Uma sala de pouco mais de 11 metros quadrados numa nova ala da Faculdade de Medicina Veterinária e Zootecnia da Universidade de São Paulo (USP), cuja porta está sempre fechada a estranhos, abriga uma pequena façanha da engenharia genética. Nesse acanhado compartimento, onde dois condicionadores de ar e um exaustor garantem a temperatura controlada entre 22 e 25 graus Celsius e as lâmpadas simulam a luz natural em 14 das 24 horas do dia, funciona um biotério com cobaias especiais.
Dentro de gaiolas de plástico dispostas nas prateleiras que ocupam as duas maiores paredes do ambiente, vive a primeira leva de camundongos geneticamente modificados no país. Os animais, mais de 30 exemplares – o primeiro nasceu em julho, mas o número pode variar de semana a semana, em razão de novos cruzamentos e eventuais baixas -, carregam alterações num gene, o Fbn1, responsável pela síntese da fibrilina 1, proteína fundamental para a formação do tecido conjuntivo.
Uma parcela dos roedores recebeu uma versão inativada do Fbn1, que simplesmente não produz fibrilina. Outra recebeu uma cópia do Fbn1 que dá origem a uma forma degenerada dessa proteína. Em seres humanos, essa segunda mutação genética leva à síndrome de Marfan, doença hereditária rara que causa crescimento excessivo dos membros, deslocamento da retina e problemas cardiovasculares, limitando a expectativa de vida a 40 anos. As duas linhagens de camundongos transgênicos foram obtidas por meio da manipulação das células-tronco de embriões, a metodologia mais avançada hoje em dia disponível para essa finalidade.
Os roedores transgênicosmade in Brazil representam, portanto, a independência nacional num campo importante: a produção de cobaias sob medida para o estudo de problemas de saúde de origem genética. “Com o domínio dessa técnica, vamos produzir nossos próprios modelos animais para o estudo de uma série de doenças que afetam o homem”, diz Lygia da Veiga Pereira, coordenadora do Laboratório de Genética Molecular do Instituto de Biociências da USP, que conduziu a manipulação nas células-tronco dos roedores. “Será mais prático e ainda vamos economizar dinheiro.”

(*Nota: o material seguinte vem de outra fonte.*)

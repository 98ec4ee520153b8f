//! Topology optimisation — which lanes this hub should hold open.
//!
//! [`Map::optimize`] works purely on the map: it suggests hubs worth being
//! connected to and leaves reconciling against actually-assigned cranes to
//! the captain. The result marks repeated hubs as duplicates, so applying
//! the same result (or running the pass again on an unchanged map) never
//! attempts the same lane twice.

use tracing::debug;

use crate::hub::Hub;
use crate::netenv::Location;

use super::map::{Map, MapError};
use super::options::{HubType, Options};
use super::pin::{Pin, PinState};

/// Below this many usable hubs the pass only bootstraps and never retires.
const BOOTSTRAP_THRESHOLD: usize = 2;

/// How many nearby lanes the steady-state pass suggests.
const NEARBY_LANES: usize = 3;

/// How many trusted-backbone lanes the steady-state pass suggests.
const TRUSTED_LANES: usize = 2;

/// New lanes the caller may establish per bootstrap pass.
const BOOTSTRAP_MAX_CONNECT: usize = 4;

/// New lanes the caller may establish per steady-state pass.
const DEFAULT_MAX_CONNECT: usize = 2;

/// One suggested lane. `duplicate` marks a hub already suggested earlier in
/// the same result.
#[derive(Debug, Clone)]
pub struct SuggestedConnection {
    pub hub: Hub,
    pub duplicate: bool,
    pub reason: &'static str,
}

/// Outcome of one optimisation pass.
#[derive(Debug, Clone)]
pub struct OptimizationResult {
    /// What the pass was trying to achieve, for logs.
    pub purpose: &'static str,
    pub suggested: Vec<SuggestedConnection>,
    /// Cap on new lanes the caller may establish while applying this result.
    pub max_connect: usize,
    /// Whether unsuggested cranes may be retired afterwards.
    pub stop_others: bool,
}

impl OptimizationResult {
    fn empty(purpose: &'static str) -> Self {
        Self {
            purpose,
            suggested: Vec::new(),
            max_connect: 0,
            stop_others: false,
        }
    }
}

struct SuggestionSet {
    suggested: Vec<SuggestedConnection>,
}

impl SuggestionSet {
    fn new() -> Self {
        Self {
            suggested: Vec::new(),
        }
    }

    /// Add a suggestion, marking it duplicate when the hub already appears.
    fn add(&mut self, hub: Hub, reason: &'static str) {
        let duplicate = self.suggested.iter().any(|s| s.hub.id == hub.id);
        self.suggested.push(SuggestedConnection {
            hub,
            duplicate,
            reason,
        });
    }
}

impl Map {
    /// Compute lane suggestions for this hub. `opts` defaults to the map's
    /// own defaults. `EmptyMap` means bootstrap is required first.
    pub fn optimize(&self, opts: Option<&Options>) -> Result<OptimizationResult, MapError> {
        let (pins, intel, home) = self.snapshot();
        if pins.is_empty() {
            return Err(MapError::EmptyMap);
        }

        let default_opts;
        let opts = match opts {
            Some(opts) => opts,
            None => {
                default_opts = self.default_options();
                &default_opts
            }
        };

        let matcher = opts.matcher(HubType::Transit, intel.as_deref());
        let mut candidates: Vec<Pin> = pins.into_iter().filter(|pin| matcher(pin)).collect();
        if candidates.is_empty() {
            return Ok(OptimizationResult::empty("no usable hubs"));
        }

        // Distances are measured from the home hub when set, so the lane
        // layout follows wherever the entry tunnel currently is.
        let reference: Option<(Option<Location>, Option<Location>)> = home
            .as_ref()
            .and_then(|h| self.pin(&h.hub_id))
            .map(|pin| (pin.location_v4, pin.location_v6));
        let (ref_v4, ref_v6) = reference.unwrap_or((None, None));

        candidates.sort_by(|a, b| {
            let da = a.proximity_to(ref_v4.as_ref(), ref_v6.as_ref());
            let db = b.proximity_to(ref_v4.as_ref(), ref_v6.as_ref());
            da.partial_cmp(&db)
                .unwrap_or(std::cmp::Ordering::Equal)
                .then_with(|| a.hub.id.cmp(&b.hub.id))
        });

        let mut set = SuggestionSet::new();

        if candidates.len() <= BOOTSTRAP_THRESHOLD {
            for pin in &candidates {
                set.add(pin.hub.clone(), "bootstrap");
            }
            debug!(
                suggested = set.suggested.len(),
                "optimize: map too small, bootstrapping"
            );
            return Ok(OptimizationResult {
                purpose: "bootstrap",
                suggested: set.suggested,
                max_connect: BOOTSTRAP_MAX_CONNECT,
                stop_others: false,
            });
        }

        // Pass one: stay well connected to whatever is close.
        for pin in candidates.iter().take(NEARBY_LANES) {
            set.add(pin.hub.clone(), "nearby");
        }

        // Pass two: hold lanes to trusted hubs for a dependable backbone.
        for pin in candidates
            .iter()
            .filter(|p| p.state.contains(PinState::TRUSTED))
            .take(TRUSTED_LANES)
        {
            set.add(pin.hub.clone(), "trusted backbone");
        }

        debug!(suggested = set.suggested.len(), "optimize: connectivity pass");
        Ok(OptimizationResult {
            purpose: "connectivity",
            suggested: set.suggested,
            max_connect: DEFAULT_MAX_CONNECT,
            stop_others: true,
        })
    }
}

#[cfg(test)]
mod tests {
    use super::*;

    fn usable_pin(id: &str, lat: f64, lon: f64) -> Pin {
        let mut pin = Pin::new(Hub::new(id));
        pin.state = PinState::SUMMARY_REGARD;
        pin.location_v4 = Some(Location::new(lat, lon));
        pin
    }

    fn non_duplicate_ids(result: &OptimizationResult) -> Vec<String> {
        result
            .suggested
            .iter()
            .filter(|s| !s.duplicate)
            .map(|s| s.hub.id.to_string())
            .collect()
    }

    #[test]
    fn empty_map_requires_bootstrap() {
        let map = Map::new();
        assert_eq!(map.optimize(None).unwrap_err(), MapError::EmptyMap);
    }

    #[test]
    fn small_map_bootstraps_without_retiring() {
        let map = Map::new();
        map.add_pin(usable_pin("a", 0.0, 0.0));
        map.add_pin(usable_pin("b", 1.0, 1.0));

        let result = map.optimize(None).unwrap();
        assert_eq!(result.purpose, "bootstrap");
        assert!(!result.stop_others);
        assert_eq!(result.suggested.len(), 2);
        assert!(result.suggested.iter().all(|s| !s.duplicate));
    }

    #[test]
    fn steady_state_suggests_and_allows_retiring() {
        let map = Map::new();
        for (i, id) in ["a", "b", "c", "d", "e"].iter().enumerate() {
            map.add_pin(usable_pin(id, i as f64, 0.0));
        }

        let result = map.optimize(None).unwrap();
        assert_eq!(result.purpose, "connectivity");
        assert!(result.stop_others);
        assert!(result.max_connect > 0);
        assert_eq!(non_duplicate_ids(&result).len(), NEARBY_LANES);
    }

    #[test]
    fn trusted_hubs_already_nearby_are_marked_duplicate() {
        let map = Map::new();
        for (i, id) in ["a", "b", "c", "d"].iter().enumerate() {
            let mut pin = usable_pin(id, i as f64, 0.0);
            pin.state |= PinState::TRUSTED;
            map.add_pin(pin);
        }

        let result = map.optimize(None).unwrap();
        // Trusted pass picked hubs the nearby pass already suggested.
        let dups = result.suggested.iter().filter(|s| s.duplicate).count();
        assert_eq!(dups, TRUSTED_LANES);
        // Filtering duplicates leaves each hub exactly once.
        let ids = non_duplicate_ids(&result);
        let unique: std::collections::HashSet<_> = ids.iter().collect();
        assert_eq!(ids.len(), unique.len());
    }

    #[test]
    fn optimize_is_idempotent_under_duplicate_filtering() {
        let map = Map::new();
        for (i, id) in ["a", "b", "c", "d", "e"].iter().enumerate() {
            map.add_pin(usable_pin(id, i as f64, 0.0));
        }

        let first = map.optimize(None).unwrap();
        let second = map.optimize(None).unwrap();
        assert_eq!(non_duplicate_ids(&first), non_duplicate_ids(&second));
    }

    #[test]
    fn unusable_hubs_yield_an_empty_pass() {
        let map = Map::new();
        let mut pin = usable_pin("down", 0.0, 0.0);
        pin.state = PinState::OFFLINE;
        map.add_pin(pin);

        let result = map.optimize(None).unwrap();
        assert!(result.suggested.is_empty());
        assert!(!result.stop_others);
        assert_eq!(result.max_connect, 0);
    }

    #[test]
    fn distances_follow_the_home_hub() {
        // Without a terminal we cannot set a home; assert the id-ordered
        // fallback stays stable instead.
        let map = Map::new();
        for id in ["c", "a", "b", "e", "d"] {
            map.add_pin(usable_pin(id, 10.0, 10.0));
        }
        let result = map.optimize(None).unwrap();
        let ids = non_duplicate_ids(&result);
        assert_eq!(ids, vec!["a", "b", "c"]);
    }
}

O biotério com as cobaias fica na Medicina Veterinária porque não havia espaço físico no laboratório de Lygia para abrigá-lo. Além disso, pesquisadores da Veterinária, coordenados por José Antonio Visintin, estavam interessados em colaborar com o experimento do IB, montando um biotério para os camundongos, e dispostos a aprender a técnica para empregá-la na geração de animais transgênicos de grande porte. “Queremos alterar geneticamente suínos e bovinos”, comenta Visintin.
Encomendas
O sucesso na produção de camundongos geneticamente modificados levou a pesquisadora a receber as primeiras encomendas de cobaias sob medida, feitas pelo Instituto do Coração de São Paulo (Incor) e pela Fundação Oswaldo Cruz (Fiocruz) do Rio de Janeiro. Atualmente, os brasileiros que precisam de cobais transgênicas têm de importar esse tipo de animal. O custo desses roedores modificados pode ser baixo, se pertencerem a linhagens já desenvolvidas lá fora. E muito elevado, na casa dos milhares de dólares, quando se trata de um animal com uma alteração genética ainda não realizada em nenhum laboratório do mundo.
A obtenção de animais geneticamente modificados depende do pleno domínio das técnicas de manipulação e cultura das células-tronco de embriões, uma das áreas de pesquisa que mais despertam debates hoje em dia, porque essas células podem ser usadas para fins como a clonagem de espécies. Lidar com esse tipo de célula suscita polêmicas das mais variadas, sobretudo se forem de embriões humanos. Por quê? Porque os embriões dos quais se extraem as células-tronco acabam morrendo após a retirada desse material. Por não trabalhar com células-tronco de embriões humanos, Lygia não enfrenta esse dilema ético.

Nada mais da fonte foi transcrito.